What is required |
Search the records for the string "repeat", then copy each line that has it.
--------------------------------
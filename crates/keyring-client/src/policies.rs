//! Policy endpoints.
//!
//! | Method | Path | Operation |
//! |--------|------|-----------|
//! | GET | `/api/l1/policies?page=&page_size=` | Paginated policies of the application |
//! | GET | `/api/v1/policies/public` | Public listing, no API key needed |
//! | GET | `/api/l1/onboarding-schema` | JSON schema of the onboarding form |

use keyring_core::Policy;

use crate::error::KeyringApiError;
use crate::types::PaginatedResponse;
use crate::retry::Idempotency;
use crate::KeyringClient;

impl KeyringClient {
    /// List the application's policies.
    ///
    /// Calls `GET {base_url}/api/l1/policies?page={page}&page_size={page_size}`.
    pub async fn policies(
        &self,
        page: u32,
        page_size: u32,
    ) -> Result<PaginatedResponse<Policy>, KeyringApiError> {
        let endpoint = "GET /api/l1/policies";
        let url = self.paged_url(&["api", "l1", "policies"], page, page_size)?;

        let resp = self
            .send(endpoint, Idempotency::Idempotent, |http| {
                http.get(url.clone()).send()
            })
            .await?;

        Self::read_json(endpoint, resp).await
    }

    /// List all public policies of the environment.
    ///
    /// Calls `GET {base_url}/api/v1/policies/public`. Works with a keyless
    /// [`KeyringApiConfig::public`](crate::KeyringApiConfig::public) client.
    pub async fn public_policies(&self) -> Result<PaginatedResponse<Policy>, KeyringApiError> {
        let endpoint = "GET /api/v1/policies/public";
        let url = self.url(&["api", "v1", "policies", "public"])?;

        let resp = self
            .send(endpoint, Idempotency::Idempotent, |http| {
                http.get(url.clone()).send()
            })
            .await?;

        Self::read_json(endpoint, resp).await
    }

    /// Public policies usable with Keyring Connect.
    ///
    /// [`public_policies`](Self::public_policies) filtered to
    /// `policy_type == "connect"`.
    pub async fn connect_policies(&self) -> Result<Vec<Policy>, KeyringApiError> {
        let page = self.public_policies().await?;
        let policies: Vec<Policy> = page.results.into_iter().filter(Policy::is_connect).collect();
        tracing::debug!(count = policies.len(), "fetched connect policies");
        Ok(policies)
    }

    /// Fetch the onboarding form schema.
    ///
    /// Calls `GET {base_url}/api/l1/onboarding-schema`. The schema is opaque
    /// to this client and returned as raw JSON.
    pub async fn onboarding_schema(&self) -> Result<serde_json::Value, KeyringApiError> {
        let endpoint = "GET /api/l1/onboarding-schema";
        let url = self.url(&["api", "l1", "onboarding-schema"])?;

        let resp = self
            .send(endpoint, Idempotency::Idempotent, |http| {
                http.get(url.clone()).send()
            })
            .await?;

        Self::read_json(endpoint, resp).await
    }
}
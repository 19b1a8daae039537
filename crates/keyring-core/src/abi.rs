//! # Credential Contract ABI
//!
//! Calldata for the credential contract entry points used by the flow:
//!
//! - `createCredential(address,uint256,uint256,uint256,uint256,bytes,bytes,bytes)` (payable)
//! - `checkCredential(address,uint32) returns (bool)`
//! - `entityExp(uint256,address) returns (uint256)`
//!
//! Arguments are encoded with [`ethers_core::abi::encode`] behind the
//! four-byte Keccak-256 selector; return words are decoded with
//! [`ethers_core::abi::decode`].

use ethers_core::abi::{self, ParamType, Token};
use ethers_core::types::U256;
use ethers_core::utils::keccak256;
use serde::{Deserialize, Serialize};

use crate::address::EvmAddress;
use crate::bigint::{bytes_to_hex, hex_to_bytes};
use crate::error::ValidationError;
use crate::zkpg::CredentialUpdateCalldata;

/// Canonical signature of the credential creation call.
pub const CREATE_CREDENTIAL_SIGNATURE: &str =
    "createCredential(address,uint256,uint256,uint256,uint256,bytes,bytes,bytes)";

/// Canonical signature of the credential check call.
pub const CHECK_CREDENTIAL_SIGNATURE: &str = "checkCredential(address,uint32)";

/// Canonical signature of the credential expiry getter.
pub const ENTITY_EXP_SIGNATURE: &str = "entityExp(uint256,address)";

/// First four bytes of the Keccak-256 hash of a function signature.
pub fn selector(signature: &str) -> [u8; 4] {
    let hash = keccak256(signature.as_bytes());
    [hash[0], hash[1], hash[2], hash[3]]
}

fn call(signature: &str, args: &[Token]) -> String {
    let mut data = selector(signature).to_vec();
    data.extend(abi::encode(args));
    bytes_to_hex(&data)
}

/// ABI-encode `createCredential` calldata as `0x` hex.
pub fn encode_create_credential(
    calldata: &CredentialUpdateCalldata,
) -> Result<String, ValidationError> {
    Ok(call(
        CREATE_CREDENTIAL_SIGNATURE,
        &[
            Token::Address(calldata.trader.address()),
            Token::Uint(U256::from(calldata.policy_id)),
            Token::Uint(U256::from(calldata.chain_id)),
            Token::Uint(U256::from(calldata.valid_until)),
            Token::Uint(U256::from(calldata.cost)),
            Token::Bytes(hex_to_bytes(&calldata.key)?),
            Token::Bytes(hex_to_bytes(&calldata.signature)?),
            Token::Bytes(hex_to_bytes(&calldata.backdoor)?),
        ],
    ))
}

/// ABI-encode `checkCredential(address,uint32)` calldata as `0x` hex.
pub fn encode_check_credential(address: &EvmAddress, policy_id: u32) -> String {
    call(
        CHECK_CREDENTIAL_SIGNATURE,
        &[
            Token::Address(address.address()),
            Token::Uint(U256::from(policy_id)),
        ],
    )
}

/// ABI-encode `entityExp(uint256,address)` calldata as `0x` hex.
///
/// The call returns the credential expiry in unix seconds, `0` when no
/// credential exists. Feed the decoded value to
/// [`CredentialStatus::from_expiry`].
pub fn encode_entity_exp(policy_id: u64, address: &EvmAddress) -> String {
    call(
        ENTITY_EXP_SIGNATURE,
        &[
            Token::Uint(U256::from(policy_id)),
            Token::Address(address.address()),
        ],
    )
}

fn decode_single(return_data: &str, kind: ParamType) -> Result<Token, ValidationError> {
    let bytes = hex_to_bytes(return_data)?;
    let invalid = || ValidationError::InvalidReturnData(return_data.to_string());
    if bytes.len() != 32 {
        return Err(invalid());
    }
    abi::decode(&[kind], &bytes)
        .map_err(|_| invalid())?
        .pop()
        .ok_or_else(invalid)
}

/// Decode a single `bool` return word.
pub fn decode_bool(return_data: &str) -> Result<bool, ValidationError> {
    decode_single(return_data, ParamType::Bool)?
        .into_bool()
        .ok_or_else(|| ValidationError::InvalidReturnData(return_data.to_string()))
}

/// Decode a single `uint256` return word.
pub fn decode_uint(return_data: &str) -> Result<U256, ValidationError> {
    decode_single(return_data, ParamType::Uint(256))?
        .into_uint()
        .ok_or_else(|| ValidationError::InvalidReturnData(return_data.to_string()))
}

/// On-chain credential state derived from its expiry timestamp.
#[derive(Debug, Clone, Copy, PartialEq, Eq, Hash, Serialize, Deserialize)]
#[serde(rename_all = "snake_case")]
pub enum CredentialStatus {
    /// Credential exists and has not expired.
    Valid,
    /// Credential existed but its expiry has passed.
    Expired,
    /// No credential was ever created.
    NoCredential,
}

impl CredentialStatus {
    /// Classify an expiry (unix seconds) against `now` (unix seconds).
    pub fn from_expiry(expiry: u64, now: u64) -> Self {
        if expiry == 0 {
            Self::NoCredential
        } else if now < expiry {
            Self::Valid
        } else {
            Self::Expired
        }
    }

    /// Wire name.
    pub fn as_str(&self) -> &'static str {
        match self {
            Self::Valid => "valid",
            Self::Expired => "expired",
            Self::NoCredential => "no_credential",
        }
    }
}

#[cfg(test)]
mod tests {
    use super::*;

    fn calldata() -> CredentialUpdateCalldata {
        CredentialUpdateCalldata {
            trader: EvmAddress::new("0x00000000000000000000000000000000000000aa").unwrap(),
            policy_id: 7,
            chain_id: 1,
            valid_until: 3600,
            cost: 100,
            key: "0x0102".into(),
            signature: "0x".into(),
            backdoor: format!("0x{}", "ff".repeat(33)),
        }
    }

    fn word(n: u64) -> [u8; 32] {
        let mut w = [0u8; 32];
        w[24..].copy_from_slice(&n.to_be_bytes());
        w
    }

    #[test]
    fn erc20_transfer_selector_matches_known_value() {
        assert_eq!(selector("transfer(address,uint256)"), [0xa9, 0x05, 0x9c, 0xbb]);
    }

    #[test]
    fn create_credential_layout() {
        let hex = encode_create_credential(&calldata()).unwrap();
        let bytes = hex_to_bytes(&hex).unwrap();
        assert_eq!(&bytes[..4], &selector(CREATE_CREDENTIAL_SIGNATURE));

        let body = &bytes[4..];
        let at = |i: usize| &body[i * 32..(i + 1) * 32];
        // Offsets: key at 256, signature at 256+64, backdoor at 256+64+32.
        assert_eq!(at(5), word(256));
        assert_eq!(at(6), word(320));
        assert_eq!(at(7), word(352));
        // backdoor: 33 bytes spill into two words.
        assert_eq!(at(11), word(33));
        assert_eq!(body.len(), 14 * 32);

        let uint = ParamType::Uint(256);
        let tokens = abi::decode(
            &[
                ParamType::Address,
                uint.clone(),
                uint.clone(),
                uint.clone(),
                uint,
                ParamType::Bytes,
                ParamType::Bytes,
                ParamType::Bytes,
            ],
            body,
        )
        .unwrap();
        let c = calldata();
        assert_eq!(
            tokens,
            vec![
                Token::Address(c.trader.address()),
                Token::Uint(U256::from(7u64)),
                Token::Uint(U256::from(1u64)),
                Token::Uint(U256::from(3600u64)),
                Token::Uint(U256::from(100u64)),
                Token::Bytes(vec![1, 2]),
                Token::Bytes(vec![]),
                Token::Bytes(vec![0xff; 33]),
            ]
        );
    }

    #[test]
    fn rejects_non_hex_byte_fields() {
        let mut c = calldata();
        c.key = "0xzz".into();
        assert!(matches!(
            encode_create_credential(&c),
            Err(ValidationError::InvalidHex(_))
        ));
    }

    #[test]
    fn check_credential_layout() {
        let addr = EvmAddress::new("0x00000000000000000000000000000000000000aa").unwrap();
        let hex = encode_check_credential(&addr, 7);
        assert_eq!(hex.len(), 2 + 2 * (4 + 64));
        assert!(hex.ends_with("07"));
    }

    #[test]
    fn entity_exp_puts_policy_first() {
        let addr = EvmAddress::new("0x00000000000000000000000000000000000000AA").unwrap();
        let bytes = hex_to_bytes(&encode_entity_exp(7, &addr)).unwrap();
        assert_eq!(&bytes[..4], &selector(ENTITY_EXP_SIGNATURE));
        assert_eq!(bytes[4 + 31], 7);
        assert_eq!(bytes[4 + 63], 0xaa);
    }

    #[test]
    fn decodes_return_words() {
        let one = format!("0x{}01", "00".repeat(31));
        assert!(decode_bool(&one).unwrap());
        assert!(!decode_bool(&format!("0x{}", "00".repeat(32))).unwrap());
        assert!(matches!(
            decode_bool("0x01"),
            Err(ValidationError::InvalidReturnData(_))
        ));
        assert_eq!(decode_uint(&one).unwrap(), U256::one());
        let expiry = format!("0x{}", hex::encode(word(1_700_003_600)));
        assert_eq!(decode_uint(&expiry).unwrap().as_u64(), 1_700_003_600);
    }

    #[test]
    fn credential_status_from_expiry() {
        assert_eq!(CredentialStatus::from_expiry(0, 100), CredentialStatus::NoCredential);
        assert_eq!(CredentialStatus::from_expiry(200, 100), CredentialStatus::Valid);
        assert_eq!(CredentialStatus::from_expiry(100, 100), CredentialStatus::Expired);
    }
}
--------------------------------
Answer for this exercise |
            backdoor: format!("0x{}", "ff".repeat(33)),
        let one = format!("0x{}01", "00".repeat(31));
        assert!(!decode_bool(&format!("0x{}", "00".repeat(32))).unwrap());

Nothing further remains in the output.